Indications: poor grade laryngoscopy, suspected cervical spine injury.

Contraindications: contraindication to laryngoscopy, inaccessible oral cavity.

  • Perform standard laryngoscopy, attempting to identify arytenoids
  • Lubricate bougie
  • Insert angled end of bougie blindly under epiglottis, probing for opening
  • Insert until clicks felt along tracheal rings
  • If no clicks, continue insertion until resistance felt against smaller airways
  • Retract bougie from area of resistance
  • Advance endotracheal tube over bougie into trachea without advancing bougie
  • Remove bougie and confirm endotracheal tube placement

Indications: difficult airway, avoiding neck extension or mandibular distraction, awake intubation.

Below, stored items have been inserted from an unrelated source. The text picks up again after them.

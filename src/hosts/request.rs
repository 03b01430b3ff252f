//! Registration request status form (JSON body, single step)

use super::join_label;
use crate::state::{EntityKind, FieldSpec, FormSchema, Record, WireEncoding};
use serde_json::Value;

const STATUSES: &[&str] = &["pending", "in_progress", "completed", "rejected"];

pub(super) fn schema() -> FormSchema {
    FormSchema::builder(EntityKind::Request, "Demande d'immatriculation")
        .encoding(WireEncoding::Json)
        .step("Statut")
        // The endpoint expects the status on every update
        .field(FieldSpec::select("status", "Statut", STATUSES).always_resend())
        .build()
}

fn status_label(status: &str) -> &str {
    match status {
        "pending" => "En attente",
        "in_progress" => "En cours",
        "completed" => "Approuvée",
        "rejected" => "Rejetée",
        other => other,
    }
}

pub(super) fn label(record: &Record) -> String {
    let citizen = |key: &str| {
        record
            .fields
            .get("citizen")
            .and_then(|citizen| citizen.get(key))
            .and_then(Value::as_str)
            .unwrap_or_default()
    };
    let name = join_label([citizen("firstName"), citizen("lastName")]);
    join_label([
        record.text("requestNumber"),
        name.as_str(),
        status_label(record.text("status")),
    ])
}
//! User account form (JSON body, single step)

use super::join_label;
use crate::state::{EntityKind, FieldSpec, FormSchema, Record, WireEncoding};

const ROLES: &[&str] = &["", "admin", "agent_foncier", "citoyen"];

pub(super) fn schema() -> FormSchema {
    FormSchema::builder(EntityKind::User, "Utilisateur")
        .encoding(WireEncoding::Json)
        .failure_message("Erreur lors de l'ajout")
        .field(FieldSpec::text("firstName", "Prénom"))
        .required("firstName")
        .field(FieldSpec::text("lastName", "Nom"))
        .required("lastName")
        .field(FieldSpec::text("email", "Email"))
        .required("email")
        .field(FieldSpec::text("phoneNumber", "Téléphone"))
        .required("phoneNumber")
        .field(FieldSpec::select("role", "Rôle", ROLES))
        .required_with("role", "Veuillez sélectionner un rôle.")
        .field(
            FieldSpec::text("password", "Mot de passe initial")
                .default_value("password")
                .create_only(),
        )
        .build()
}

pub(super) fn label(record: &Record) -> String {
    let name = join_label([record.text("firstName"), record.text("lastName")]);
    join_label([name.as_str(), record.text("email"), record.text("role")])
}
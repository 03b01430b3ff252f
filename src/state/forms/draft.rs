//! Draft store: the single source of truth for one edit session

use super::attachment::{AttachmentError, AttachmentSlot, LocalFile, RemovedAttachment};
use super::field::{FieldKind, FieldSpec, FieldValue};
use super::record::Record;
use super::schema::{FormContext, FormSchema};
use serde_json::{Map, Value};
use std::collections::BTreeMap;
use std::sync::Arc;
use thiserror::Error;

/// Current value of one draft field
#[derive(Debug, Clone, PartialEq)]
pub enum DraftValue {
    Scalar(FieldValue),
    Attachment(AttachmentSlot),
}

impl DraftValue {
    pub fn is_empty(&self) -> bool {
        match self {
            DraftValue::Scalar(value) => value.is_empty(),
            DraftValue::Attachment(slot) => slot.is_empty(),
        }
    }
}

/// Field name to current value, for every field of the schema
#[derive(Debug, Clone, Default, PartialEq)]
pub struct Draft {
    values: BTreeMap<&'static str, DraftValue>,
}

impl Draft {
    pub fn get(&self, name: &str) -> Option<&DraftValue> {
        self.values.get(name)
    }

    pub fn scalar(&self, name: &str) -> Option<&FieldValue> {
        match self.values.get(name)? {
            DraftValue::Scalar(value) => Some(value),
            DraftValue::Attachment(_) => None,
        }
    }

    /// Text of a scalar field; empty when absent or not text
    pub fn text(&self, name: &str) -> &str {
        self.scalar(name).map(FieldValue::as_text).unwrap_or_default()
    }

    pub fn slot(&self, name: &str) -> Option<&AttachmentSlot> {
        match self.values.get(name)? {
            DraftValue::Attachment(slot) => Some(slot),
            DraftValue::Scalar(_) => None,
        }
    }

    /// Unknown fields count as empty
    pub fn is_field_empty(&self, name: &str) -> bool {
        self.values.get(name).map_or(true, DraftValue::is_empty)
    }
}
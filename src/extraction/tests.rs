use super::consolidation::{consolidate, consolidate_json, consolidate_with, export};
use super::engine::{composite_key, extract};
use super::layouts::{SheetLayout, layouts};
use super::models::{OperationRecord, Record, Table};
use crate::common::errors::BusinessError;
use crate::database::services::Database;
use crate::database::store::MemoryStore;
use crate::workbook::Workbook;
use crate::workbook::address::parse_reference;
use calamine::{Data, Range};
use serde_json::{Value, json};
use std::sync::Arc;
use std::sync::atomic::Ordering;

const SOURCE: &str = "operation.xlsb";

fn text(s: &str) -> Data {
    Data::String(s.to_string())
}

fn num(n: f64) -> Data {
    Data::Float(n)
}

/// Sheet from A1-addressed cells
fn sheet(name: &str, cells: &[(&str, Data)]) -> (String, Range<Data>) {
    let positions: Vec<_> = cells
        .iter()
        .map(|(reference, value)| (parse_reference(reference).unwrap(), value.clone()))
        .collect();

    let max_row = positions.iter().map(|(c, _)| c.row).max().unwrap_or(0);
    let max_col = positions.iter().map(|(c, _)| c.col).max().unwrap_or(0);
    let mut range = Range::new((0, 0), (max_row, max_col));
    for (cell, value) in positions {
        range.set_value((cell.row, cell.col), value);
    }
    (name.to_string(), range)
}

fn workbook(sheets: Vec<(String, Range<Data>)>) -> Workbook {
    Workbook::from_sheets(SOURCE, sheets)
}

fn keys(record: &Record) -> Vec<&str> {
    record.keys().map(String::as_str).collect()
}

fn identification_sheet() -> (String, Range<Data>) {
    sheet(
        "Identif",
        &[
            ("F57", text("T2")),
            ("C59", text("Nom de l'opération")),
            ("F59", text("Les Tilleuls")),
            ("C61", text("Numéro")),
            ("F61", num(42.0)),
            ("C7", text("Commune")),
            ("D7", text("Lyon")),
        ],
    )
}

#[test]
fn test_missing_identification_sheet_yields_nothing() {
    let layouts = layouts().unwrap();
    let workbook = workbook(vec![sheet("Financement", &[("J8", text("Prog1"))])]);
    assert!(extract(&workbook, &layouts.identification).is_empty());
}

#[test]
fn test_single_lot_scenario() {
    let layouts = layouts().unwrap();
    let workbook = workbook(vec![sheet("Identif", &[("F57", text("LotA"))])]);

    let records = extract(&workbook, &layouts.identification);
    assert_eq!(records.len(), 1);
    let record = &records[0];
    assert_eq!(record["id"], json!(SOURCE));
    assert_eq!(record["id2"], json!(1));
    assert_eq!(record["produit"], json!("LotA"));
    assert_eq!(record["clef"], json!("operation.xlsb&_1"));
    assert_eq!(&keys(record)[..4], ["id", "id2", "clef", "produit"]);
}

#[test]
fn test_identification_details() {
    let layouts = layouts().unwrap();
    let workbook = workbook(vec![identification_sheet()]);

    let records = extract(&workbook, &layouts.identification);
    assert_eq!(records.len(), 1);
    let record = &records[0];
    assert_eq!(record["Nom de l'opération"], json!("Les Tilleuls"));
    assert_eq!(record["Numéro"], json!(42));
    assert_eq!(record["Commune"], json!("Lyon"));
    // Unlabelled fixed cells are kept as a null placeholder
    assert_eq!(record.get("null"), Some(&Value::Null));
}

#[test]
fn test_header_columns_number_units_left_to_right() {
    let layouts = layouts().unwrap();
    let workbook = workbook(vec![sheet(
        "Identif",
        &[
            ("F57", text("T2")),
            ("G57", text("T3")),
            ("H57", text("T4")),
            ("C59", text("Nom de l'opération")),
            ("F59", text("first")),
            ("G59", text("second")),
            ("H59", text("third")),
        ],
    )]);

    let records = extract(&workbook, &layouts.identification);
    let id2: Vec<_> = records.iter().map(|r| r["id2"].clone()).collect();
    assert_eq!(id2, [json!(1), json!(2), json!(3)]);

    let names: Vec<_> = records
        .iter()
        .map(|r| r["Nom de l'opération"].clone())
        .collect();
    assert_eq!(names, [json!("first"), json!("second"), json!("third")]);

    let mut clefs: Vec<_> = records.iter().map(|r| r["clef"].to_string()).collect();
    clefs.sort();
    clefs.dedup();
    assert_eq!(clefs.len(), 3, "composite keys are unique");
}

#[test]
fn test_blank_header_column_keeps_column_position() {
    let layouts = layouts().unwrap();
    let workbook = workbook(vec![sheet(
        "Identif",
        &[
            ("F57", text("T2")),
            ("G57", text("")),
            ("H57", text("T4")),
            ("C59", text("Nom de l'opération")),
            ("H59", text("third column")),
        ],
    )]);

    let records = extract(&workbook, &layouts.identification);
    assert_eq!(records.len(), 2);
    assert_eq!(records[1]["id2"], json!(3));
    assert_eq!(records[1]["Nom de l'opération"], json!("third column"));
}

#[test]
fn test_financing_scenario() {
    let layouts = layouts().unwrap();
    let workbook = workbook(vec![
        sheet("Identif", &[("F57", text("LotA"))]),
        sheet(
            "Financement",
            &[("J8", text("Prog1")), ("E14", text("Subv1")), ("J14", num(1000.0))],
        ),
    ]);

    let financing = extract(&workbook, &layouts.financing);
    assert_eq!(financing.len(), 1);
    assert_eq!(financing[0]["Subventions_Subv1"], json!(1000));
    assert_eq!(financing[0]["clef"], json!(composite_key(SOURCE, 1)));
    // Rows without a label are skipped entirely
    assert!(!financing[0].contains_key("Subventions_null"));
    assert!(!financing[0].contains_key("Prêts_null"));
}

#[test]
fn test_rent_rows_stop_at_zero_product() {
    let layouts = layouts().unwrap();
    let workbook = workbook(vec![sheet(
        "LoyersEtCharges",
        &[
            ("E15", text("Loyer")),
            ("F15", text("Surface")),
            ("C16", text("T2")),
            ("D16", text("PLUS")),
            ("E16", num(450.0)),
            ("F16", num(50.5)),
            ("D17", text("PLAI")),
            ("E17", num(520.0)),
            ("C18", num(0.0)),
            ("C19", text("never read")),
        ],
    )]);

    let records = extract(&workbook, &layouts.rent_and_charges);
    assert_eq!(records.len(), 2);

    let first = &records[0];
    assert_eq!(&keys(first)[..4], ["produit", "typologie", "Loyer", "Surface"]);
    assert_eq!(first["produit"], json!("T2"));
    assert_eq!(first["Loyer"], json!(450));
    assert_eq!(first["Surface"], json!(50.5));

    // A row without a product is still read, its missing seed named "null"
    let second = &records[1];
    assert!(!second.contains_key("produit"));
    assert_eq!(second["typologie"], json!("PLAI"));
    assert_eq!(second["Loyer"], json!(520));
}

#[test]
fn test_rent_rows_run_to_end_of_range_without_zero() {
    let layouts = layouts().unwrap();
    let workbook = workbook(vec![sheet("LoyersEtCharges", &[("C16", text("T2"))])]);
    assert_eq!(extract(&workbook, &layouts.rent_and_charges).len(), 40);
}

#[test]
fn test_project_economics_sheets_are_isolated() {
    let layouts = layouts().unwrap();
    let workbook = workbook(vec![
        sheet(
            "PRP CE SE_1",
            &[
                ("V7", text("T2")),
                ("D12", text("Foncier")),
                ("J12", num(1500.0)),
                ("D13", text("Notaire")),
            ],
        ),
        sheet(
            "PRP CE SE_2",
            &[
                ("V7", text("T3")),
                ("D59", text("Gros oeuvre")),
                ("J59", num(900.0)),
            ],
        ),
        // No product in V7: the sheet yields nothing
        sheet("PRP CE SE_3", &[("D12", text("Foncier")), ("J12", num(1.0))]),
    ]);

    let records = extract(&workbook, &layouts.project_economics);
    assert_eq!(records.len(), 2);

    assert_eq!(keys(&records[0]), ["produit", "Total Terrain_Foncier"]);
    assert_eq!(records[0]["Total Terrain_Foncier"], json!(1500));

    assert_eq!(keys(&records[1]), ["produit", "Total construction_Gros oeuvre"]);
    assert_eq!(records[1]["produit"], json!("T3"));
}

#[test]
fn test_synthesis_offsets() {
    let layouts = layouts().unwrap();
    let workbook = workbook(vec![sheet(
        "Fiche_Synthèse",
        &[
            ("G4", text("T2")),
            ("H4", text("T3")),
            ("F19", text("SHAB")),
            ("G19", num(120.0)),
            ("H19", num(80.0)),
            ("D136", text("Coût")),
            ("G136", num(10.0)),
            ("H136", num(20.0)),
        ],
    )]);

    let records = extract(&workbook, &layouts.synthesis);
    assert_eq!(records.len(), 2);
    assert_eq!(records[0]["SHAB"], json!(120));
    assert_eq!(records[1]["SHAB"], json!(80));
    assert_eq!(records[0]["Coût"], json!(10));
    assert_eq!(records[1]["Coût"], json!(20));
}

fn full_workbook() -> Arc<Workbook> {
    Arc::new(workbook(vec![
        identification_sheet(),
        sheet(
            "Fiche_Synthèse",
            &[("G4", text("T2")), ("F19", text("SHAB")), ("G19", num(120.0))],
        ),
        sheet(
            "LoyersEtCharges",
            &[
                ("E15", text("Loyer")),
                ("C16", text("T2")),
                ("E16", num(450.0)),
                ("C17", text("T9")),
                ("C18", num(0.0)),
            ],
        ),
        sheet(
            "PRP CE SE_1",
            &[("V7", text("T2")), ("D12", text("Foncier")), ("J12", num(1500.0))],
        ),
        sheet(
            "Financement",
            &[("J8", text("Prog1")), ("E14", text("Subv1")), ("J14", num(1000.0))],
        ),
    ]))
}

#[tokio::test]
async fn test_consolidate_joins_against_identification() {
    let operation = consolidate(full_workbook()).await.unwrap();

    assert_eq!(operation.identif.len(), 1);
    assert_eq!(operation.source_id(), Some(&json!(SOURCE)));

    assert_eq!(operation.synthese.len(), 1);
    assert_eq!(operation.synthese[0]["SHAB"], json!(120));
    assert_eq!(operation.synthese[0]["Commune"], json!("Lyon"));

    // Only the rent row whose product exists in the identification survives
    assert_eq!(operation.loyer.len(), 1);
    assert_eq!(operation.loyer[0]["Loyer"], json!(450));
    assert_eq!(operation.loyer[0]["Nom de l'opération"], json!("Les Tilleuls"));

    assert_eq!(operation.prp.len(), 1);
    assert_eq!(operation.prp[0]["Total Terrain_Foncier"], json!(1500));

    // Identification wins on shared fields
    assert_eq!(operation.financements.len(), 1);
    assert_eq!(operation.financements[0]["Subventions_Subv1"], json!(1000));
    assert_eq!(operation.financements[0]["produit"], json!("T2"));
}

fn extract_failing_on_economics(workbook: &Workbook, layout: &SheetLayout) -> Vec<Record> {
    assert_ne!(layout.table, Table::ProjectEconomics, "corrupt economics sheet");
    extract(workbook, layout)
}

#[tokio::test]
async fn test_panicking_extraction_leaves_other_tables_intact() {
    let operation = consolidate_with(full_workbook(), extract_failing_on_economics)
        .await
        .unwrap();

    assert!(operation.prp.is_empty());
    assert_eq!(operation.identif.len(), 1);
    assert_eq!(operation.synthese[0]["SHAB"], json!(120));
    assert_eq!(operation.synthese[0]["Commune"], json!("Lyon"));
    assert_eq!(operation.loyer.len(), 1);
    assert_eq!(operation.loyer[0]["Nom de l'opération"], json!("Les Tilleuls"));
    assert_eq!(operation.financements[0]["Subventions_Subv1"], json!(1000));
}

#[tokio::test]
async fn test_consolidate_without_identification_is_empty() {
    let workbook = Arc::new(workbook(vec![sheet(
        "Financement",
        &[("J8", text("Prog1")), ("E14", text("Subv1")), ("J14", num(1000.0))],
    )]));

    let operation = consolidate(workbook).await.unwrap();
    assert_eq!(operation, OperationRecord::default());
}

#[tokio::test]
async fn test_consolidate_json_is_deterministic() {
    let workbook = full_workbook();
    let first = consolidate_json(workbook.clone()).await.unwrap();
    let second = consolidate_json(workbook).await.unwrap();
    assert_eq!(first, second);

    assert!(first.starts_with("{\n  \"identif\": ["));
    let parsed: OperationRecord = serde_json::from_str(&first).unwrap();
    assert_eq!(parsed.record_count(), 5);
}

#[tokio::test]
async fn test_export_appends_operations() {
    let store = Arc::new(MemoryStore::default());
    let database = Database::new(store.clone());

    assert_eq!(export(full_workbook(), &database).await.unwrap(), 0);
    assert_eq!(export(full_workbook(), &database).await.unwrap(), 1);

    let document = store.snapshot().await.unwrap();
    assert_eq!(document.operations.len(), 2);
}

#[tokio::test]
async fn test_export_reports_unavailable_store() {
    let store = Arc::new(MemoryStore::default());
    store.reject_writes.store(true, Ordering::SeqCst);
    let database = Database::new(store.clone());

    let err = export(full_workbook(), &database).await.unwrap_err();
    assert!(matches!(err, BusinessError::PersistenceUnavailable { .. }));
    assert!(store.snapshot().await.is_none());
}

#[tokio::test]
async fn test_consolidate_decoded_xlsx() {
    let mut source = rust_xlsxwriter::Workbook::new();
    let identif = source.add_worksheet().set_name("Identif").unwrap();
    identif.write_string(56, 5, "LotA").unwrap();
    identif.write_string(58, 2, "Nom de l'opération").unwrap();
    identif.write_string(58, 5, "Résidence du Parc").unwrap();

    let financing = source.add_worksheet().set_name("Financement").unwrap();
    financing.write_string(7, 9, "Prog1").unwrap();
    financing.write_string(13, 4, "Subv1").unwrap();
    financing.write_number(13, 9, 1000.0).unwrap();

    let bytes = source.save_to_buffer().unwrap();
    let workbook = Workbook::from_bytes("parc.xlsx", bytes).unwrap();
    assert_eq!(workbook.sheet_names(), ["Identif", "Financement"]);

    let operation = consolidate(Arc::new(workbook)).await.unwrap();
    assert_eq!(operation.identif[0]["clef"], json!("parc.xlsx&_1"));
    assert_eq!(
        operation.identif[0]["Nom de l'opération"],
        json!("Résidence du Parc")
    );
    assert_eq!(operation.financements[0]["Subventions_Subv1"], json!(1000));
}
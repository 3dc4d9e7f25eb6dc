use super::models::Record;
use std::collections::HashMap;

/// Lookup form of a join key; `None` when the field is missing or null
fn key_of(record: &Record, key: &str) -> Option<String> {
    record
        .get(key)
        .filter(|value| !value.is_null())
        .map(ToString::to_string)
}

/// Inner join of `left` against `right` on `key`.
///
/// Order follows `left`. Matched records are the left fields overlaid with the
/// right fields (right wins on collisions). A later right record with the same
/// key replaces an earlier one.
pub fn join(left: &[Record], right: &[Record], key: &str) -> Vec<Record> {
    let lookup: HashMap<String, &Record> = right
        .iter()
        .filter_map(|record| key_of(record, key).map(|k| (k, record)))
        .collect();

    left.iter()
        .filter_map(|record| {
            let matched = lookup.get(&key_of(record, key)?)?;
            let mut merged = record.clone();
            for (field, value) in *matched {
                merged.insert(field.clone(), value.clone());
            }
            Some(merged)
        })
        .collect()
}
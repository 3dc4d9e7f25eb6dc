//! Operations ingester
//!
//! Sends workbooks to a running operations API, one after the other.
//!
//! Usage:
//!   `cargo run --bin ingest -- --url http://localhost:3000 workbooks/`
//!
//! Directories are scanned (not recursively) for spreadsheet files. With
//! `--dry-run` the workbooks are only consolidated and the resulting JSON is
//! written next to `--output` instead of being added to the database.

use anyhow::{Context, Result, bail};
use clap::{Arg, ArgAction, Command};
use console::style;
use indicatif::{ProgressBar, ProgressStyle};
use reqwest::{Client, multipart};
use serde_json::Value;
use std::path::{Path, PathBuf};
use tokio::time::Duration;

const WORKBOOK_EXTENSIONS: [&str; 5] = ["xlsb", "xlsx", "xlsm", "xls", "ods"];

struct Ingester {
    client: Client,
    base_url: String,
    replace: bool,
}

#[derive(Debug, Default)]
struct Tally {
    ingested: usize,
    failed: Vec<(String, String)>,
}

fn is_workbook(path: &Path) -> bool {
    path.extension()
        .and_then(|ext| ext.to_str())
        .is_some_and(|ext| WORKBOOK_EXTENSIONS.contains(&ext.to_lowercase().as_str()))
}

/// Expand directories into the workbooks they contain, sorted by name
fn collect_workbooks(inputs: &[PathBuf]) -> Result<Vec<PathBuf>> {
    let mut workbooks = Vec::new();
    for input in inputs {
        if input.is_dir() {
            let mut found: Vec<PathBuf> = std::fs::read_dir(input)
                .with_context(|| format!("reading directory {}", input.display()))?
                .filter_map(|entry| entry.ok().map(|e| e.path()))
                .filter(|path| path.is_file() && is_workbook(path))
                .collect();
            found.sort();
            workbooks.extend(found);
        } else if is_workbook(input) {
            workbooks.push(input.clone());
        } else {
            bail!("{} is not a spreadsheet workbook", input.display());
        }
    }
    Ok(workbooks)
}

fn file_name(path: &Path) -> String {
    path.file_name()
        .and_then(|name| name.to_str())
        .unwrap_or("workbook")
        .to_string()
}

impl Ingester {
    fn new(base_url: &str, replace: bool) -> Result<Self> {
        let client = Client::builder()
            .timeout(Duration::from_secs(120))
            .build()
            .context("building HTTP client")?;

        Ok(Self {
            client,
            base_url: base_url.trim_end_matches('/').to_string(),
            replace,
        })
    }

    async fn post_workbook(&self, endpoint: &str, path: &Path) -> Result<Value> {
        let bytes = tokio::fs::read(path)
            .await
            .with_context(|| format!("reading {}", path.display()))?;
        let part = multipart::Part::bytes(bytes).file_name(file_name(path));
        let form = multipart::Form::new().part("file", part);

        let response = self
            .client
            .post(format!("{}{endpoint}", self.base_url))
            .multipart(form)
            .send()
            .await
            .with_context(|| format!("sending {}", path.display()))?;

        let status = response.status();
        let body: Value = response.json().await.context("decoding response")?;
        if !status.is_success() {
            let message = body["error"]["message"]
                .as_str()
                .map_or_else(|| body.to_string(), str::to_string);
            bail!("HTTP {status}: {message}");
        }
        Ok(body)
    }

    /// Add one workbook to the database, returning the report of that file
    async fn ingest(&self, path: &Path) -> Result<Value> {
        let endpoint = format!("/api/operations?replace={}", self.replace);
        let report = self.post_workbook(&endpoint, path).await?;
        let file = report["files"]
            .get(0)
            .cloned()
            .context("empty ingestion report")?;
        if file["status"] == "failed" {
            bail!(
                "{}",
                file["error"].as_str().unwrap_or("ingestion failed").to_string()
            );
        }
        Ok(file)
    }

    /// Consolidate one workbook without persisting, saving the JSON under `output`
    async fn consolidate(&self, path: &Path, output: &Path) -> Result<Value> {
        let operation = self
            .post_workbook("/api/operations/consolidate", path)
            .await?;

        let stem = path
            .file_stem()
            .and_then(|stem| stem.to_str())
            .unwrap_or("operation");
        let target = output.join(format!("{stem}.json"));
        tokio::fs::create_dir_all(output).await?;
        tokio::fs::write(&target, serde_json::to_string_pretty(&operation)?)
            .await
            .with_context(|| format!("writing {}", target.display()))?;
        Ok(operation)
    }

    async fn run(&self, workbooks: &[PathBuf], dry_run: Option<&Path>) -> Tally {
        let pb = ProgressBar::new(workbooks.len() as u64);
        pb.set_style(
            ProgressStyle::default_bar()
                .template("{spinner:.green} [{elapsed_precise}] [{bar:40.cyan/blue}] {pos:>4}/{len:4} {msg}")
                .unwrap_or_else(|_| ProgressStyle::default_bar())
                .progress_chars("##-"),
        );
        pb.enable_steady_tick(Duration::from_millis(100));

        let mut tally = Tally::default();
        for path in workbooks {
            let name = file_name(path);
            pb.set_message(name.clone());

            let outcome = match dry_run {
                Some(output) => self.consolidate(path, output).await,
                None => self.ingest(path).await,
            };
            match outcome {
                Ok(_) => tally.ingested += 1,
                Err(e) => tally.failed.push((name, format!("{e:#}"))),
            }
            pb.inc(1);
        }
        pb.finish_with_message("done");
        tally
    }
}

#[tokio::main]
async fn main() -> Result<()> {
    let matches = Command::new("Operations Ingester")
        .version("1.0")
        .about("Sends operation workbooks to the operations API")
        .arg(
            Arg::new("url")
                .short('u')
                .long("url")
                .value_name("URL")
                .help("API base URL")
                .default_value("http://localhost:3000"),
        )
        .arg(
            Arg::new("replace")
                .short('r')
                .long("replace")
                .help("Replace operations already ingested from the same workbook")
                .action(ArgAction::SetTrue),
        )
        .arg(
            Arg::new("dry-run")
                .long("dry-run")
                .value_name("OUTPUT_DIR")
                .help("Only consolidate, writing one JSON file per workbook to OUTPUT_DIR")
                .value_parser(clap::value_parser!(PathBuf)),
        )
        .arg(
            Arg::new("paths")
                .value_name("PATH")
                .help("Workbooks or directories of workbooks")
                .required(true)
                .num_args(1..)
                .value_parser(clap::value_parser!(PathBuf)),
        )
        .get_matches();

    let base_url = matches
        .get_one::<String>("url")
        .context("missing API URL")?;
    let replace = matches.get_flag("replace");
    let dry_run = matches.get_one::<PathBuf>("dry-run");
    let inputs: Vec<PathBuf> = matches
        .get_many::<PathBuf>("paths")
        .context("missing paths")?
        .cloned()
        .collect();

    let workbooks = collect_workbooks(&inputs)?;

    println!("{}", style("Operations Ingester").bold());
    println!("{}", style("━".repeat(40)).dim());
    println!("API URL:   {}", style(base_url).cyan());
    println!("Workbooks: {}", style(workbooks.len()).bold());
    if let Some(output) = dry_run {
        println!("Dry run:   {}", style(output.display()).yellow());
    }

    if workbooks.is_empty() {
        println!("{} Nothing to ingest", style("!").yellow());
        return Ok(());
    }

    let ingester = Ingester::new(base_url, replace)?;
    let tally = ingester.run(&workbooks, dry_run.map(PathBuf::as_path)).await;

    println!(
        "{} {} workbook(s) processed",
        style("✓").green(),
        style(tally.ingested).bold().green()
    );
    for (name, error) in &tally.failed {
        println!("{} {}: {}", style("✗").red(), style(name).bold(), error);
    }

    if tally.failed.is_empty() {
        Ok(())
    } else {
        bail!("{} workbook(s) failed", tally.failed.len())
    }
}
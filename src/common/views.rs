use super::models::HealthCheck;
use crate::common::state::AppState;
use crate::database::services::Database;
use axum::{Json, extract::State, http::StatusCode};
use utoipa_axum::{router::OpenApiRouter, routes};

pub fn router(state: &AppState) -> OpenApiRouter {
    OpenApiRouter::new()
        .routes(routes!(healthz))
        .with_state(state.database.clone())
}

#[utoipa::path(
    get,
    path = "/healthz",
    responses(
        (status = OK, description = "Document store reachable", body = HealthCheck),
        (status = INTERNAL_SERVER_ERROR, description = "Document store unreachable", body = HealthCheck)
    )
)]
pub async fn healthz(State(database): State<Database>) -> (StatusCode, Json<HealthCheck>) {
    if !database.ping().await {
        return (
            StatusCode::INTERNAL_SERVER_ERROR,
            Json(HealthCheck {
                status: "error".to_string(),
            }),
        );
    }

    (
        StatusCode::OK,
        Json(HealthCheck {
            status: "ok".to_string(),
        }),
    )
}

Contraindications: bleeding in airway, lack of time, lack of patient cooperation if awake.

(See chapter 53.)

Laryngeal Mask Airway (LMA)

Supraglottic ventilatory device consisting of anatomically shaped silicone cuff attached to tube for connection to circuit.

Contraindications: risk of aspiration (GERD, obesity, pregnancy, full stomach, upper abdominal surgery, etc.), facial trauma, pharyngeal obstruction, patients requiring high insufflation pressures, restricted access to airway.